Elantris Tenth Anniversary Edition by Brandon Sanderson (61)

 

 

Ten years ago, I remember hurriedly refreshing my e-mail client, waiting eagerly for a promised letter from my publisher. It was the first week after Elantris debuted, and the publisher had access to Bookscan—the clandestine service that provides weekly sales figures for books. This was before the days of e-books and near-instant sales results, and we had to count on Bookscan, which got its figures from reports filled out by booksellers.

The e-mail finally arrived. Four hundred copies sold.

Four hundred copies?

I called my agent in a panic, thinking for sure that my book was a flop. I hadn’t expected to become a bestseller immediately, but only a few hundred copies sold? Disaster!

My agent just laughed. Turns out, four hundred copies opening week was a good number for a first book by a new writer. He told me it didn’t sound like a lot, but four hundred copies a week adds up.

And it has. Elantris sold around four hundred copies the next week, and close to it the week after that. In fact, Elantris has almost never dipped much below that number, slowly and steadily selling week after week after week—for ten years. Like the proverbial racing testudine, Elantris has quietly dominated my career, now having sales in the hundreds of thousands of copies—though it never appeared on a bestseller list, never sold a movie option, and (as of yet) has no true sequel.

How did it get here? The pre-publication history of Elantris is as quiet, yet dependable, as its sales figures. As I was dreaming up what would become Mistborn, The Way of Kings, and the Cosmere, I started working on an outlandish, stand-alone book inspired by the idea of a prison city for zombie lepers. I’d been writing for a number of years so far, and though I hadn’t published any novels, I’d completed a number of them.

Elantris, however, was the first book that I sat down to write after making the decision that epic fantasy was where I wanted to be. It was the first to consciously include Cosmere mythology, characters, and magic.

Four years later, when an editor called me wanting to buy the book, I was honestly surprised. I had a version of Mistborn out on submission, and had just finished the first draft of The Way of Kings. Yet it wasn’t the high-action book that broke me out, nor was it the one with the expansive world-building. It was the contemplative book about a man trying to rebuild society among wretches, a woman who refuses to be defined by the roles society heaps upon her, and a priest having a crisis of faith.

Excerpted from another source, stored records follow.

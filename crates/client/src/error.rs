use thiserror::Error;

use chairside_core::FieldError;

/// Errors returned by the Chairside client.
#[derive(Debug, Clone, Error)]
pub enum Error {
    /// The request never reached the server, or the connection dropped.
    #[error("connection error: {0}")]
    Connection(String),

    /// The response body could not be decoded.
    #[error("deserialization error: {0}")]
    Deserialization(String),

    /// The client was misconfigured.
    #[error("configuration error: {0}")]
    Configuration(String),

    /// The server rejected the request because no live session was
    /// presented. Callers should redirect to sign-in.
    #[error("no live session")]
    NoSession,

    /// The server returned an error envelope.
    #[error("API error {code}: {message}")]
    Api {
        /// Stable machine-readable code, e.g. `DUPLICATE_NAME`.
        code: String,
        /// Human-readable message for display.
        message: String,
        /// Per-field validation errors, when the code is
        /// `VALIDATION_ERROR`.
        fields: Vec<FieldError>,
    },
}

impl Error {
    /// The error code when the server returned an envelope, or a
    /// client-side pseudo-code otherwise.
    #[must_use]
    pub fn code(&self) -> &str {
        match self {
            Self::Connection(_) => "CONNECTION_ERROR",
            Self::Deserialization(_) => "DESERIALIZATION_ERROR",
            Self::Configuration(_) => "CONFIGURATION_ERROR",
            Self::NoSession => "NO_SESSION",
            Self::Api { code, .. } => code,
        }
    }

    /// Validation errors keyed by field, empty for every other variant.
    #[must_use]
    pub fn field_errors(&self) -> &[FieldError] {
        match self {
            Self::Api { fields, .. } => fields,
            _ => &[],
        }
    }
}
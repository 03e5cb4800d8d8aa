pub mod api;
pub mod config;
pub mod error;
pub mod seed;
pub mod session;

pub use error::ApiError;
//! Mutation form controller.
//!
//! Owns the dialog state around a create/edit request: local validation
//! that blocks submission, a submitting flag that debounces the button,
//! and the close-only-on-success rule. Server-side rejections land back
//! in the same per-field error list the local validation uses, with the
//! user's input untouched.

use chairside_core::{FieldError, ImageCategory, MAX_RETENTION_YEARS, MIN_RETENTION_YEARS};

use crate::policies::CreatePolicyRequest;
use crate::Error;

/// Editable model behind a mutation form.
pub trait FormModel {
    /// The request produced on successful validation.
    type Request;

    /// Validate the current input, returning one error per offending
    /// field. An empty result permits submission.
    fn validate(&self) -> Vec<FieldError>;

    /// Build the request from the validated input.
    fn to_request(&self) -> Self::Request;
}

/// What [`FormState::resolve`] did with the submission outcome.
#[derive(Debug, Clone, Copy, PartialEq, Eq)]
pub enum FormOutcome {
    /// The mutation succeeded; the dialog is closed.
    Closed,
    /// The mutation failed; the dialog stays open with errors shown.
    StillOpen,
}

/// Dialog state wrapped around a [`FormModel`].
#[derive(Debug, Clone)]
pub struct FormState<M> {
    model: M,
    errors: Vec<FieldError>,
    general_error: Option<String>,
    submitting: bool,
    open: bool,
}

impl<M: FormModel> FormState<M> {
    /// Open the dialog over the given model.
    #[must_use]
    pub fn open(model: M) -> Self {
        Self {
            model,
            errors: Vec::new(),
            general_error: None,
            submitting: false,
            open: true,
        }
    }

    pub fn model(&self) -> &M {
        &self.model
    }

    /// Mutable access for input binding. Editing does not clear errors;
    /// they stand until the next submit attempt.
    pub fn model_mut(&mut self) -> &mut M {
        &mut self.model
    }

    pub fn errors(&self) -> &[FieldError] {
        &self.errors
    }

    /// The error shown for one field, if any.
    pub fn error_for(&self, field: &str) -> Option<&str> {
        self.errors
            .iter()
            .find(|e| e.field == field)
            .map(|e| e.message.as_str())
    }

    /// Non-field error from the last failed submit.
    pub fn general_error(&self) -> Option<&str> {
        self.general_error.as_deref()
    }

    pub fn is_submitting(&self) -> bool {
        self.submitting
    }

    pub fn is_open(&self) -> bool {
        self.open
    }

    /// Cancel closes unconditionally; any in-flight response is ignored
    /// because the form is no longer submitting.
    pub fn cancel(&mut self) {
        self.open = false;
        self.submitting = false;
    }

    /// Attempt to submit.
    ///
    /// Returns the request to send when validation passes; otherwise the
    /// field errors are recorded and nothing leaves the form. A second
    /// call while a submission is in flight is a no-op.
    pub fn begin_submit(&mut self) -> Option<M::Request> {
        if self.submitting {
            return None;
        }
        let errors = self.model.validate();
        if !errors.is_empty() {
            self.errors = errors;
            return None;
        }
        self.errors.clear();
        self.general_error = None;
        self.submitting = true;
        Some(self.model.to_request())
    }

    /// Apply the server's response to the submission.
    ///
    /// Success closes the dialog. Any failure keeps it open with the
    /// input intact: validation envelopes map onto per-field errors,
    /// everything else lands in the general error slot.
    pub fn resolve(&mut self, outcome: Result<(), Error>) -> FormOutcome {
        self.submitting = false;
        match outcome {
            Ok(()) => {
                self.open = false;
                FormOutcome::Closed
            }
            Err(error) => {
                let fields = error.field_errors();
                if fields.is_empty() {
                    self.general_error = Some(error.to_string());
                } else {
                    self.errors = fields.to_vec();
                }
                FormOutcome::StillOpen
            }
        }
    }
}

/// Input model for creating a retention policy.
///
/// Numeric fields are kept as raw text so a half-typed value survives a
/// failed validation pass.
#[derive(Debug, Clone, Default)]
pub struct PolicyForm {
    pub name: String,
    pub description: String,
    pub categories: Vec<ImageCategory>,
    pub retention_years: String,
    pub minor_extension_years: String,
    pub archive_after_years: String,
    pub notify_before_archive_days: String,
    pub auto_extend_on_access: bool,
    pub is_default: bool,
}

fn parse_optional_u32(input: &str, field: &str, errors: &mut Vec<FieldError>) -> Option<u32> {
    let trimmed = input.trim();
    if trimmed.is_empty() {
        return None;
    }
    match trimmed.parse() {
        Ok(value) => Some(value),
        Err(_) => {
            errors.push(FieldError::new(field, "Must be a whole number"));
            None
        }
    }
}

fn u32_input(value: Option<u32>) -> String {
    value.map(|v| v.to_string()).unwrap_or_default()
}

impl PolicyForm {
    /// Prefill the form from an existing policy, i.e. open it in edit
    /// mode. An empty form is the create flow.
    #[must_use]
    pub fn from_policy(policy: &chairside_core::RetentionPolicy) -> Self {
        Self {
            name: policy.name.clone(),
            description: policy.description.clone().unwrap_or_default(),
            categories: policy.categories.clone(),
            retention_years: policy.retention_years.to_string(),
            minor_extension_years: u32_input(policy.minor_extension_years),
            archive_after_years: u32_input(policy.archive_after_years),
            notify_before_archive_days: u32_input(policy.notify_before_archive_days),
            auto_extend_on_access: policy.auto_extend_on_access,
            is_default: policy.is_default,
        }
    }

    fn parse(&self) -> (CreatePolicyRequest, Vec<FieldError>) {
        let mut errors = Vec::new();

        let name = self.name.trim().to_owned();
        if name.is_empty() {
            errors.push(FieldError::new("name", "Name is required"));
        }

        let retention_years =
            parse_optional_u32(&self.retention_years, "retentionYears", &mut errors);
        let retention_years = match retention_years {
            Some(years) if (MIN_RETENTION_YEARS..=MAX_RETENTION_YEARS).contains(&years) => years,
            Some(_) => {
                errors.push(FieldError::new(
                    "retentionYears",
                    "Retention must be between 1 and 100 years",
                ));
                0
            }
            None => {
                if self.retention_years.trim().is_empty() {
                    errors.push(FieldError::new("retentionYears", "Retention is required"));
                }
                0
            }
        };

        let minor_extension_years =
            parse_optional_u32(&self.minor_extension_years, "minorExtensionYears", &mut errors);
        let archive_after_years =
            parse_optional_u32(&self.archive_after_years, "archiveAfterYears", &mut errors);
        if let Some(archive) = archive_after_years
            && retention_years > 0
            && archive >= retention_years
        {
            errors.push(FieldError::new(
                "archiveAfterYears",
                "Archive threshold must be earlier than the retention period",
            ));
        }

        let notify_before_archive_days = parse_optional_u32(
            &self.notify_before_archive_days,
            "notifyBeforeArchiveDays",
            &mut errors,
        );
        if let Some(days) = notify_before_archive_days
            && !(1..=365).contains(&days)
        {
            errors.push(FieldError::new(
                "notifyBeforeArchiveDays",
                "Notice must be between 1 and 365 days",
            ));
        }

        let description = self.description.trim();
        let request = CreatePolicyRequest {
            name,
            description: (!description.is_empty()).then(|| description.to_owned()),
            categories: self.categories.clone(),
            retention_years,
            minor_extension_years,
            archive_after_years,
            notify_before_archive_days,
            auto_extend_on_access: self.auto_extend_on_access,
            is_default: self.is_default,
        };
        (request, errors)
    }
}

impl FormModel for PolicyForm {
    type Request = CreatePolicyRequest;

    fn validate(&self) -> Vec<FieldError> {
        self.parse().1
    }

    fn to_request(&self) -> CreatePolicyRequest {
        self.parse().0
    }
}

#[cfg(test)]
mod tests {
    use super::*;

    fn valid_form() -> PolicyForm {
        PolicyForm {
            name: "Standard 7-Year".to_owned(),
            retention_years: "7".to_owned(),
            archive_after_years: "5".to_owned(),
            notify_before_archive_days: "60".to_owned(),
            ..PolicyForm::default()
        }
    }

    #[test]
    fn invalid_input_blocks_submission() {
        let mut form = FormState::open(PolicyForm {
            retention_years: "0".to_owned(),
            ..PolicyForm::default()
        });

        assert!(form.begin_submit().is_none());
        assert!(!form.is_submitting());
        assert!(form.error_for("name").is_some());
        assert!(form.error_for("retentionYears").is_some());
        // The dialog stays open with the input intact.
        assert!(form.is_open());
        assert_eq!(form.model().retention_years, "0");
    }

    #[test]
    fn archive_threshold_must_precede_retention() {
        let mut form = FormState::open(PolicyForm {
            archive_after_years: "7".to_owned(),
            ..valid_form()
        });
        assert!(form.begin_submit().is_none());
        assert!(form.error_for("archiveAfterYears").is_some());
    }

    #[test]
    fn valid_input_produces_request_and_success_closes() {
        let mut form = FormState::open(valid_form());

        let request = form.begin_submit().expect("form should submit");
        assert_eq!(request.retention_years, 7);
        assert_eq!(request.archive_after_years, Some(5));
        assert!(form.is_submitting());

        // Double-click while in flight does nothing.
        assert!(form.begin_submit().is_none());

        assert_eq!(form.resolve(Ok(())), FormOutcome::Closed);
        assert!(!form.is_open());
    }

    #[test]
    fn server_rejection_keeps_dialog_open_with_field_errors() {
        let mut form = FormState::open(valid_form());
        form.begin_submit().expect("form should submit");

        let outcome = form.resolve(Err(Error::Api {
            code: "VALIDATION_ERROR".to_owned(),
            message: "Validation failed".to_owned(),
            fields: vec![FieldError::new("name", "Name is already in use")],
        }));

        assert_eq!(outcome, FormOutcome::StillOpen);
        assert!(form.is_open());
        assert!(!form.is_submitting());
        assert_eq!(form.error_for("name"), Some("Name is already in use"));
        assert_eq!(form.model().name, "Standard 7-Year");
    }

    #[test]
    fn editing_prefills_and_validates_the_existing_values() {
        let policy = chairside_core::RetentionPolicy {
            id: "pol_1".to_owned(),
            name: "CBCT 10-Year".to_owned(),
            description: None,
            is_default: false,
            active: true,
            categories: vec![ImageCategory::Cbct],
            retention_years: 10,
            minor_extension_years: None,
            archive_after_years: Some(7),
            notify_before_archive_days: None,
            auto_extend_on_access: true,
            created_at: chrono::Utc::now(),
            updated_at: chrono::Utc::now(),
        };

        let mut form = FormState::open(PolicyForm::from_policy(&policy));
        assert_eq!(form.model().retention_years, "10");
        assert_eq!(form.model().archive_after_years, "7");

        let request = form.begin_submit().expect("prefilled form is valid");
        assert_eq!(request.retention_years, 10);
        assert_eq!(request.categories, vec![ImageCategory::Cbct]);
        assert!(request.auto_extend_on_access);
    }

    #[test]
    fn non_field_failure_lands_in_general_error() {
        let mut form = FormState::open(valid_form());
        form.begin_submit().expect("form should submit");

        let outcome = form.resolve(Err(Error::Api {
            code: "DUPLICATE_NAME".to_owned(),
            message: "A policy with this name already exists".to_owned(),
            fields: Vec::new(),
        }));

        assert_eq!(outcome, FormOutcome::StillOpen);
        assert!(form.general_error().unwrap().contains("already exists"));
    }
}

I could talk for pages about the inspirations for the book. (In fact, I did just that in the Library section of my website, where I posted extensive annotations for each chapter, along with deleted scenes.) Sarene came from a friend of mine named Annie. Hrathen grew out of my time as a Mormon missionary. The magic came from the interesting way Korean and Chinese interact as written languages. Raoden, in turn, was inspired by my desire to tell a story—for a change—about a man who didn’t have a deep tortured past. A man who was simply a decent person put into a horrible situation.

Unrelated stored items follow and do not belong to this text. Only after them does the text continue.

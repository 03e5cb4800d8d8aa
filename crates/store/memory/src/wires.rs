use async_trait::async_trait;
use dashmap::DashMap;

use chairside_core::{Page, PageQuery, WireRecord};
use chairside_store::{StoreError, WireFilter, WireStore};

/// In-memory [`WireStore`] backed by a [`DashMap`].
#[derive(Debug, Default)]
pub struct MemoryWireStore {
    records: DashMap<String, WireRecord>,
}

impl MemoryWireStore {
    /// Create a new, empty in-memory wire store.
    #[must_use]
    pub fn new() -> Self {
        Self::default()
    }

    fn matches(filter: &WireFilter, record: &WireRecord) -> bool {
        if let Some(arch) = filter.arch
            && record.arch != arch
        {
            return false;
        }
        if let Some(status) = filter.status
            && record.status != status
        {
            return false;
        }
        true
    }
}

#[async_trait]
impl WireStore for MemoryWireStore {
    async fn insert(&self, record: WireRecord) -> Result<(), StoreError> {
        match self.records.entry(record.id.clone()) {
            dashmap::mapref::entry::Entry::Occupied(_) => Err(StoreError::Conflict(format!(
                "wire record {} already exists",
                record.id
            ))),
            dashmap::mapref::entry::Entry::Vacant(vacant) => {
                vacant.insert(record);
                Ok(())
            }
        }
    }

    async fn get(&self, id: &str) -> Result<Option<WireRecord>, StoreError> {
        Ok(self.records.get(id).map(|r| r.value().clone()))
    }

    async fn list(
        &self,
        filter: &WireFilter,
        page: PageQuery,
    ) -> Result<Page<WireRecord>, StoreError> {
        let page = page.normalized();

        let mut matching: Vec<WireRecord> = self
            .records
            .iter()
            .filter(|entry| Self::matches(filter, entry.value()))
            .map(|entry| entry.value().clone())
            .collect();

        matching.sort_by(|a, b| b.placed_at.cmp(&a.placed_at));

        let total = matching.len() as u64;
        let items: Vec<WireRecord> = matching
            .into_iter()
            .skip(page.offset())
            .take(page.page_size as usize)
            .collect();

        Ok(Page::new(items, total, page.page, page.page_size))
    }
}

#[cfg(test)]
mod tests {
    use super::*;
    use chairside_core::{WireArch, WireStatus};
    use chrono::Utc;

    fn wire(id: &str, last: &str, arch: WireArch, status: WireStatus) -> WireRecord {
        WireRecord {
            id: id.into(),
            patient_first_name: "Pat".into(),
            patient_last_name: last.into(),
            arch,
            wire: "016 NiTi".into(),
            sequence: 1,
            status,
            placed_at: Utc::now(),
        }
    }

    #[tokio::test]
    async fn list_filters_by_arch_and_status() {
        let store = MemoryWireStore::new();
        store
            .insert(wire("w1", "Okonkwo", WireArch::Upper, WireStatus::Active))
            .await
            .unwrap();
        store
            .insert(wire("w2", "Okonkwo", WireArch::Lower, WireStatus::Active))
            .await
            .unwrap();
        store
            .insert(wire("w3", "Silva", WireArch::Upper, WireStatus::Removed))
            .await
            .unwrap();

        let page = store
            .list(
                &WireFilter {
                    arch: Some(WireArch::Upper),
                    status: Some(WireStatus::Active),
                },
                PageQuery::default(),
            )
            .await
            .unwrap();
        assert_eq!(page.total, 1);
        assert_eq!(page.items[0].id, "w1");
    }
}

But while the inspirations are interesting, they don’t explain the why of the book; they only talk a little about the how. Why is Elantris so beloved of fans? Why do I still get so many fans that list it as their favorite of my books? Why does it work like it does?

This is one of those things about writing that I wish I knew.

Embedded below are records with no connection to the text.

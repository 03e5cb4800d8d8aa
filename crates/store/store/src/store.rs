use async_trait::async_trait;

use chairside_core::{Image, Page, PageQuery, RetentionPolicy, WireRecord};

use crate::error::StoreError;
use crate::filter::{ImageFilter, PolicyFilter, WireFilter};

/// Storage for [`Image`] records.
///
/// Implementations must be `Send + Sync` and safe for concurrent access.
/// Listings sort by capture date, newest first.
#[async_trait]
pub trait ImageStore: Send + Sync {
    /// Insert a new image. Fails with [`StoreError::Conflict`] if the ID
    /// already exists.
    async fn insert(&self, image: Image) -> Result<(), StoreError>;

    /// Fetch an image by ID.
    async fn get(&self, id: &str) -> Result<Option<Image>, StoreError>;

    /// Overwrite an existing image. Fails with [`StoreError::NotFound`]
    /// when the ID is unknown.
    async fn update(&self, image: Image) -> Result<(), StoreError>;

    /// Delete an image. Returns `true` if it existed.
    ///
    /// The legal-hold guard lives above this layer; the store deletes
    /// unconditionally.
    async fn delete(&self, id: &str) -> Result<bool, StoreError>;

    /// Filtered, paginated listing.
    async fn list(&self, filter: &ImageFilter, page: PageQuery) -> Result<Page<Image>, StoreError>;

    /// Number of images currently assigned to the given policy.
    async fn count_by_policy(&self, policy_id: &str) -> Result<u64, StoreError>;

    /// Full snapshot for read-side aggregation (reports).
    ///
    /// May be expensive on large backends; the report endpoints are the
    /// only callers.
    async fn snapshot(&self) -> Result<Vec<Image>, StoreError>;
}

/// Storage for [`RetentionPolicy`] records.
#[async_trait]
pub trait PolicyStore: Send + Sync {
    /// Insert a new policy. Fails with [`StoreError::Conflict`] when the
    /// name is already taken.
    async fn insert(&self, policy: RetentionPolicy) -> Result<(), StoreError>;

    /// Fetch a policy by ID.
    async fn get(&self, id: &str) -> Result<Option<RetentionPolicy>, StoreError>;

    /// Fetch a policy by its unique name.
    async fn get_by_name(&self, name: &str) -> Result<Option<RetentionPolicy>, StoreError>;

    /// Overwrite an existing policy.
    async fn update(&self, policy: RetentionPolicy) -> Result<(), StoreError>;

    /// Delete a policy. Returns `true` if it existed. Reference and
    /// default-flag guards live above this layer.
    async fn delete(&self, id: &str) -> Result<bool, StoreError>;

    /// Filtered, paginated listing, sorted by name.
    async fn list(
        &self,
        filter: &PolicyFilter,
        page: PageQuery,
    ) -> Result<Page<RetentionPolicy>, StoreError>;

    /// The current default policy, if one is set.
    async fn get_default(&self) -> Result<Option<RetentionPolicy>, StoreError>;
}

/// Storage for [`WireRecord`] entries.
#[async_trait]
pub trait WireStore: Send + Sync {
    async fn insert(&self, record: WireRecord) -> Result<(), StoreError>;

    async fn get(&self, id: &str) -> Result<Option<WireRecord>, StoreError>;

    /// Filtered, paginated listing, sorted by placement date descending.
    async fn list(
        &self,
        filter: &WireFilter,
        page: PageQuery,
    ) -> Result<Page<WireRecord>, StoreError>;
}
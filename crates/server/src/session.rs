//! Session boundary.
//!
//! Session issuance and validation live in an external service; this
//! module only reads the `portal_session` cookie, asks a
//! [`SessionValidator`] whether it is live, and short-circuits with
//! `NO_SESSION` when it is not. The resolved session is stashed in
//! request extensions so handlers can stamp the acting user onto archive
//! records.

use std::sync::Arc;

use async_trait::async_trait;
use axum::extract::{Request, State};
use axum::http::header::COOKIE;
use axum::middleware::Next;
use axum::response::Response;

use crate::error::ApiError;

/// Name of the session cookie issued by the portal.
pub const SESSION_COOKIE: &str = "portal_session";

/// A validated session.
#[derive(Debug, Clone)]
pub struct Session {
    /// Stable user identifier, used as the actor on archive records.
    pub user_id: String,
    /// Display name for UI purposes.
    pub display_name: String,
}

/// External collaborator that decides whether a session token is live.
#[async_trait]
pub trait SessionValidator: Send + Sync {
    /// Resolve a cookie value into a session, or `None` when invalid or
    /// expired.
    async fn validate(&self, token: &str) -> Option<Session>;
}

/// Validator with a fixed token -> user mapping, for development and
/// tests.
#[derive(Debug, Default)]
pub struct StaticSessionValidator {
    sessions: Vec<(String, Session)>,
}

impl StaticSessionValidator {
    #[must_use]
    pub fn new() -> Self {
        Self::default()
    }

    /// Register a token that resolves to the given user.
    #[must_use]
    pub fn with_token(
        mut self,
        token: impl Into<String>,
        user_id: impl Into<String>,
        display_name: impl Into<String>,
    ) -> Self {
        self.sessions.push((
            token.into(),
            Session {
                user_id: user_id.into(),
                display_name: display_name.into(),
            },
        ));
        self
    }
}

#[async_trait]
impl SessionValidator for StaticSessionValidator {
    async fn validate(&self, token: &str) -> Option<Session> {
        self.sessions
            .iter()
            .find(|(t, _)| t == token)
            .map(|(_, session)| session.clone())
    }
}

/// Pull the named cookie out of the `Cookie` header, if present.
fn cookie_value<'a>(request: &'a Request, name: &str) -> Option<&'a str> {
    let header = request.headers().get(COOKIE)?.to_str().ok()?;
    header.split(';').find_map(|pair| {
        let (key, value) = pair.trim().split_once('=')?;
        (key == name).then_some(value)
    })
}

/// Middleware enforcing a live session on every protected route.
pub async fn require_session(
    State(validator): State<Arc<dyn SessionValidator>>,
    mut request: Request,
    next: Next,
) -> Result<Response, ApiError> {
    let token = cookie_value(&request, SESSION_COOKIE).ok_or(ApiError::NoSession)?;
    let session = validator.validate(token).await.ok_or(ApiError::NoSession)?;

    request.extensions_mut().insert(session);
    Ok(next.run(request).await)
}
pub mod error;
pub mod image;
pub mod page;
pub mod policy;
pub mod record;
pub mod report;
pub mod retention;
pub mod wire;

pub use error::{DomainError, FieldError};
pub use image::{Image, ImageCategory, LegalHold, StorageTier};
pub use page::{Page, PageQuery, DEFAULT_PAGE_SIZE, MAX_PAGE_SIZE};
pub use policy::{RetentionPolicy, MAX_RETENTION_YEARS, MIN_RETENTION_YEARS};
pub use record::{ArchiveAction, ArchiveRecord};
pub use report::{CategoryUsage, ComplianceReport, StorageReport, compliance_report, storage_report};
pub use retention::{
    RetentionState, RetentionStatus, archive_image, ensure_deletable, evaluate, record_access,
    remove_legal_hold, restore_image, set_legal_hold,
};
pub use wire::{WireArch, WireRecord, WireStatus};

I often talk about how I’m an outliner. I like my plots meticulous and my worlds detailed before I start writing chapter one. And yet, something indefinable happens in the writing of every book—something about the creative process, the teasing out of theme and character, the abandonment of some plots (no matter how carefully designed) in favor of new explorations. At the end of every book, I can sincerely ask myself, “Is this what you intended?” and respond, “Well, no. It’s better somehow.”

Looking at Elantris, I think the book’s most enduring legacy is to be found in the effect it has had upon me. It continues to provide a soft reminder that not every action scene needs to be about two people with swords, and that the fate of one lonely man in a rotting city can be more compelling than the clashing of armies. Elantris proves that a book can be magical, yet not show magic itself until the last few chapters.

I’m supremely proud of this book. Over the years, my prose has improved and my narrative voice has matured, but I find it essential to remember that a vibrant, passionate story about engaging characters is more important than cool magic systems or epic action sequences.

Characters and emotion are the true magic. The whisper from Elantris is a warning to me never to forget that.